Beyond Black and White
Race/Ethnicity and Health Status Among Older Adults
Published in: AJMC, The American Journal of Managed Care, v. 20, no. 3, Mar. 2014, p. 239-248
Posted on RAND.org on March 01, 2014
OBJECTIVES: This study examined physical and mental health, health symptoms, sensory and functional limitations, risk factors, and multimorbidity among older Medicare managed care members to assess disparities associated with race/ethnicity. STUDY DESIGN AND METHODS: We used data on 236,289 older adults from 208 Medicare plans who completed the 2012 Medicare Health Outcomes Survey to compare 14 health indicators across non-Hispanic whites, blacks, American Indians/Alaskan Natives, Asians, Native Hawaiians/Pacific Islanders, multiracial individuals, and Hispanics. Logistic regression models that clustered on the plan estimated the risk of indicators of adverse health and functional status.
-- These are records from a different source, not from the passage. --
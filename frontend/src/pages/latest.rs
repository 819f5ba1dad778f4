use omega_news_shared::views;
use yew::prelude::*;

use super::{breadcrumb, empty_state, page_intro, with_sidebar};
use crate::{
    components::{article_card::ArticleCard, pagination::Pagination},
    config::LIST_PAGE_SIZE,
    data_context::use_data,
    hooks::use_pagination,
    seo::apply_page_meta,
};

#[function_component(LatestNewsPage)]
pub fn latest_news_page() -> Html {
    let ctx = use_data();
    let articles = ctx
        .as_ref()
        .map(|ctx| views::latest(ctx.store().articles()))
        .unwrap_or_default();
    let total = articles.len();
    let (visible, current_page, total_pages, go_to_page) = use_pagination(articles, LIST_PAGE_SIZE);

    use_effect_with((), |_| {
        apply_page_meta("Latest News", None);
        || ()
    });

    let listing = if visible.is_empty() {
        empty_state("No articles published yet.")
    } else {
        html! {
            <>
                <div class="mb-10 grid grid-cols-1 gap-8 md:grid-cols-2">
                    { for visible.into_iter().map(|article| html! {
                        <ArticleCard key={article.id.clone()} article={article.clone()} />
                    }) }
                </div>
                <Pagination
                    current_page={current_page}
                    total_pages={total_pages}
                    on_page_change={go_to_page}
                    summary={Some((LIST_PAGE_SIZE, total))}
                />
            </>
        }
    };

    html! {
        <div class="container mx-auto px-4 py-8">
            { breadcrumb("Latest News") }
            { page_intro("Latest News", "Stay up to date with the breaking stories and latest developments from around the globe.") }
            { with_sidebar(listing) }
        </div>
    }
}
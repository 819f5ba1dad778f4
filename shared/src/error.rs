use thiserror::Error;

/// Failures surfaced by the content store and its storage backends.
#[derive(Debug, Error)]
pub enum StoreError {
    /// The backend refused a read, write or removal (quota exceeded, storage
    /// disabled, I/O error).
    #[error("storage backend failed for `{key}`: {message}")]
    Backend {
        /// Key being read or written.
        key: String,
        /// Backend error text.
        message: String,
    },

    /// A stored value under `key` is not valid JSON for its collection.
    #[error("stored value under `{key}` is corrupt")]
    Corrupt {
        /// Key holding the bad value.
        key: String,
        /// Parser error.
        #[source]
        source: serde_json::Error,
    },

    /// A collection could not be encoded before writing.
    #[error("failed to serialize `{key}`")]
    Serialize {
        /// Key that was about to be written.
        key: String,
        /// Encoder error.
        #[source]
        source: serde_json::Error,
    },
}

impl StoreError {
    /// Shorthand for [`StoreError::Backend`].
    pub fn backend(key: &str, message: impl std::fmt::Display) -> Self {
        StoreError::Backend {
            key: key.to_string(),
            message: message.to_string(),
        }
    }

    /// Key the failure happened on.
    pub fn key(&self) -> &str {
        match self {
            StoreError::Backend { key, .. }
            | StoreError::Corrupt { key, .. }
            | StoreError::Serialize { key, .. } => key,
        }
    }
}

/// Result alias used across the crate.
pub type StoreResult<T> = Result<T, StoreError>;
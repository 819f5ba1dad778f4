use omega_news_shared::views;
use yew::prelude::*;
use yew_router::prelude::Link;

use super::{breadcrumb, empty_state, page_intro};
use crate::{data_context::use_data, router::Route, seo::apply_page_meta};

#[function_component(CategoriesPage)]
pub fn categories_page() -> Html {
    let ctx = use_data();

    use_effect_with((), |_| {
        apply_page_meta("Categories", None);
        || ()
    });

    let Some(ctx) = ctx else {
        return html! {};
    };
    let store = ctx.store();

    let grid = if store.categories().is_empty() {
        empty_state("No categories yet.")
    } else {
        html! {
            <div class="grid grid-cols-1 gap-6 sm:grid-cols-2 lg:grid-cols-4">
                { for store.categories().iter().map(|category| {
                    let articles = views::by_category(store.articles(), &category.name);
                    let cover = articles.first().map(|article| article.image_url.clone());
                    html! {
                        <Link<Route>
                            to={Route::Category { slug: category.slug.clone() }}
                            classes={classes!("group", "relative", "block", "h-56", "overflow-hidden", "bg-slate-900")}
                        >
                            if let Some(cover) = cover {
                                <img src={cover} alt={category.name.clone()} loading="lazy" class="h-full w-full object-cover opacity-60 transition-transform duration-700 group-hover:scale-105" />
                            }
                            <div class="absolute inset-0 flex flex-col justify-end p-6 text-white">
                                <h2 class="font-serif text-2xl font-bold">{ category.name.clone() }</h2>
                                <p class="text-xs uppercase tracking-wider text-gray-300">
                                    { format!("{} articles", articles.len()) }
                                </p>
                                <span class="mt-3 text-xs font-bold uppercase text-[var(--primary)]">{ "Browse Articles →" }</span>
                            </div>
                        </Link<Route>>
                    }
                }) }
            </div>
        }
    };

    html! {
        <div class="container mx-auto px-4 py-8">
            { breadcrumb("Categories") }
            { page_intro("All Categories", "Explore our diverse range of topics and find the stories that matter to you.") }
            { grid }
        </div>
    }
}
RESULTS: Even after controlling for key patient sociodemographic factors, race/ethnicity was significantly associated with most adverse health indicators. Except for Asians, all racial/ethnic minority groups were significantly more likely than whites to report poor mental health status, presence of most health symptoms, sensory limitations, and activities-of-daily-living disability. Important differences were observed across racial and ethnic groups. CONCLUSIONS: Despite some exceptions, elders of racial/ethnic minority background are generally at higher risk than non-Hispanic whites for a broad range of adverse health and functional outcomes that are not routinely assessed. Limitations include bias related to self-reported data and respondent recall. Future research should consider ethnic subgroup variations; employing newer techniques to improve estimates for smaller groups; and prioritizing and identifying opportunities for care improvement of diverse enrollee groups by considering specific needs. To improve the health status of the elderly, service delivery targeting the needs of specific population groups, coupled with culturally appropriate care for racial/ ethnic minorities, should also be considered.